(Collected data)
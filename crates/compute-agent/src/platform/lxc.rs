//! Container isolation through device cgroups and the guest root filesystem.

use std::fs::OpenOptions;
use std::io::Write;
use std::path::Path;
use std::path::PathBuf;

use api_types::InstanceSpec;
use error_stack::Report;
use error_stack::ResultExt;
use tracing::debug;

use super::InstanceIsolation;
use super::PlatformError;

#[derive(Debug, Clone)]
pub struct CgroupIsolation {
    dev_cgroups_path: PathBuf,
    instances_path: PathBuf,
    guest_environment_file: PathBuf,
}

impl CgroupIsolation {
    pub fn new(
        dev_cgroups_path: impl Into<PathBuf>,
        instances_path: impl Into<PathBuf>,
        guest_environment_file: impl Into<PathBuf>,
    ) -> Self {
        Self {
            dev_cgroups_path: dev_cgroups_path.into(),
            instances_path: instances_path.into(),
            guest_environment_file: guest_environment_file.into(),
        }
    }

    fn allow_list(&self, instance: &InstanceSpec) -> PathBuf {
        self.dev_cgroups_path
            .join(&instance.name)
            .join("devices.allow")
    }

    fn guest_environment(&self, instance: &InstanceSpec) -> PathBuf {
        let relative = self
            .guest_environment_file
            .strip_prefix("/")
            .unwrap_or(&self.guest_environment_file);
        self.instances_path
            .join(&instance.uuid)
            .join("rootfs")
            .join(relative)
    }
}

fn append_line(path: &Path, line: &str) -> Result<(), Report<PlatformError>> {
    let io_error = || PlatformError::Io {
        path: path.display().to_string(),
    };
    let mut file = OpenOptions::new()
        .create(true)
        .append(true)
        .open(path)
        .change_context_lazy(io_error)?;
    file.write_all(line.as_bytes()).change_context_lazy(io_error)?;
    Ok(())
}

impl InstanceIsolation for CgroupIsolation {
    fn grant_device_access(
        &self,
        instance: &InstanceSpec,
        major: u32,
        minor: u32,
    ) -> Result<(), Report<PlatformError>> {
        let path = self.allow_list(instance);
        debug!(instance_id = %instance.uuid, major, minor, path = %path.display(), "allowing device");
        append_line(&path, &format!("c {major}:{minor} rwm\n"))
    }

    fn write_guest_environment(
        &self,
        instance: &InstanceSpec,
        key: &str,
        value: &str,
    ) -> Result<(), Report<PlatformError>> {
        let path = self.guest_environment(instance);
        debug!(instance_id = %instance.uuid, key, value, path = %path.display(), "writing guest environment");
        append_line(&path, &format!("{key}={value}\n"))
    }
}
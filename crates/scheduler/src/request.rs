//! What an instance needs from a host.

use std::collections::BTreeMap;

use api_types::InstanceSpec;
use api_types::StringMap;
use serde::Deserialize;
use serde::Serialize;

use crate::error::SchedulerError;

pub const CPU_ARCH_KEY: &str = "cpu_arch";
pub const XPUS_KEY: &str = "xpus";
pub const PCI_LABELS_KEY: &str = "pci_passthrough:labels";
/// Device counts advertised by the host allocators as free counts.
pub const DEVICE_COUNT_KEYS: [&str; 2] = ["gpus", "ib_devices"];

#[derive(Debug, Clone, Default, PartialEq, Eq, Serialize, Deserialize)]
pub struct PlacementRequest {
    pub instance_id: Option<String>,
    /// `None` matches any architecture.
    pub cpu_arch: Option<String>,
    pub vcpus: u64,
    pub memory_mb: u64,
    pub local_gb: u64,
    pub xpus: Option<u64>,
    /// Requested free count per device key.
    pub devices: BTreeMap<String, u64>,
    /// Passthrough labels, may repeat.
    pub pci_labels: Vec<String>,
    /// Free-form requirements matched against the host capability tags.
    pub tags: BTreeMap<String, String>,
}

fn is_reserved(key: &str) -> bool {
    key == CPU_ARCH_KEY || key == XPUS_KEY || key == PCI_LABELS_KEY || DEVICE_COUNT_KEYS.contains(&key)
}

fn parse_count(key: &str, token: &str, raw: &str) -> Result<u64, SchedulerError> {
    token.parse::<u64>().map_err(|_| SchedulerError::InvalidRequest {
        message: format!("`{raw}` is not a count for `{key}`"),
    })
}

/// `max(metadata, extra specs)`. Extra-spec values may carry an operator (`">= 2"`).
fn requested_count(
    key: &str,
    metadata: &StringMap,
    extra_specs: &StringMap,
) -> Result<Option<u64>, SchedulerError> {
    let from_metadata = metadata
        .get(key)
        .map(|raw| parse_count(key, raw.trim(), raw))
        .transpose()?;
    let from_flavor = extra_specs
        .get(key)
        .map(|raw| parse_count(key, raw.split_whitespace().last().unwrap_or_default(), raw))
        .transpose()?;
    Ok(from_metadata.max(from_flavor))
}

impl PlacementRequest {
    /// Build the request of an instance.
    ///
    /// Extra specs override metadata for the architecture and tags. Counts take
    /// the larger of both sources.
    ///
    /// # Errors
    ///
    /// [`SchedulerError::InvalidRequest`] if a count or the PCI label list does not parse.
    pub fn from_instance(spec: &InstanceSpec) -> Result<Self, SchedulerError> {
        let mut merged = spec.metadata.clone();
        merged.extend(spec.extra_specs.clone());

        let xpus = requested_count(XPUS_KEY, &spec.metadata, &spec.extra_specs)?;

        let mut devices = BTreeMap::new();
        for key in DEVICE_COUNT_KEYS {
            if let Some(count) = requested_count(key, &spec.metadata, &spec.extra_specs)? {
                if count > 0 {
                    devices.insert(key.to_string(), count);
                }
            }
        }

        let pci_labels = match spec.extra_specs.get(PCI_LABELS_KEY) {
            Some(raw) => serde_json::from_str::<Vec<String>>(raw).map_err(|e| {
                SchedulerError::InvalidRequest {
                    message: format!("`{PCI_LABELS_KEY}` is not a JSON list of labels: {e}"),
                }
            })?,
            None => Vec::new(),
        };

        let tags = merged
            .iter()
            .filter(|(key, _)| !is_reserved(key))
            .map(|(key, value)| (key.clone(), value.clone()))
            .collect();

        Ok(Self {
            instance_id: (!spec.uuid.is_empty()).then(|| spec.uuid.clone()),
            cpu_arch: merged.get(CPU_ARCH_KEY).cloned(),
            vcpus: spec.vcpus,
            memory_mb: spec.memory_mb,
            local_gb: spec.local_gb,
            xpus,
            devices,
            pci_labels,
            tags,
        })
    }
}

=== HOW TO COMPLETE THIS TASK ===
Set down only the lines above that fall between the line holding "use api_types::StringMap;" and the line holding "let mut merged", inclusive, keeping each exact.

=== WRITTEN RESPONSE ===
use api_types::StringMap;
use serde::Deserialize;
use serde::Serialize;

use crate::error::SchedulerError;

pub const CPU_ARCH_KEY: &str = "cpu_arch";
pub const XPUS_KEY: &str = "xpus";
pub const PCI_LABELS_KEY: &str = "pci_passthrough:labels";
/// Device counts advertised by the host allocators as free counts.
pub const DEVICE_COUNT_KEYS: [&str; 2] = ["gpus", "ib_devices"];

#[derive(Debug, Clone, Default, PartialEq, Eq, Serialize, Deserialize)]
pub struct PlacementRequest {
    pub instance_id: Option<String>,
    /// `None` matches any architecture.
    pub cpu_arch: Option<String>,
    pub vcpus: u64,
    pub memory_mb: u64,
    pub local_gb: u64,
    pub xpus: Option<u64>,
    /// Requested free count per device key.
    pub devices: BTreeMap<String, u64>,
    /// Passthrough labels, may repeat.
    pub pci_labels: Vec<String>,
    /// Free-form requirements matched against the host capability tags.
    pub tags: BTreeMap<String, String>,
}

fn is_reserved(key: &str) -> bool {
    key == CPU_ARCH_KEY || key == XPUS_KEY || key == PCI_LABELS_KEY || DEVICE_COUNT_KEYS.contains(&key)
}

fn parse_count(key: &str, token: &str, raw: &str) -> Result<u64, SchedulerError> {
    token.parse::<u64>().map_err(|_| SchedulerError::InvalidRequest {
        message: format!("`{raw}` is not a count for `{key}`"),
    })
}

/// `max(metadata, extra specs)`. Extra-spec values may carry an operator (`">= 2"`).
fn requested_count(
    key: &str,
    metadata: &StringMap,
    extra_specs: &StringMap,
) -> Result<Option<u64>, SchedulerError> {
    let from_metadata = metadata
        .get(key)
        .map(|raw| parse_count(key, raw.trim(), raw))
        .transpose()?;
    let from_flavor = extra_specs
        .get(key)
        .map(|raw| parse_count(key, raw.split_whitespace().last().unwrap_or_default(), raw))
        .transpose()?;
    Ok(from_metadata.max(from_flavor))
}

impl PlacementRequest {
    /// Build the request of an instance.
    ///
    /// Extra specs override metadata for the architecture and tags. Counts take
    /// the larger of both sources.
    ///
    /// # Errors
    ///
    /// [`SchedulerError::InvalidRequest`] if a count or the PCI label list does not parse.
    pub fn from_instance(spec: &InstanceSpec) -> Result<Self, SchedulerError> {
        let mut merged = spec.metadata.clone();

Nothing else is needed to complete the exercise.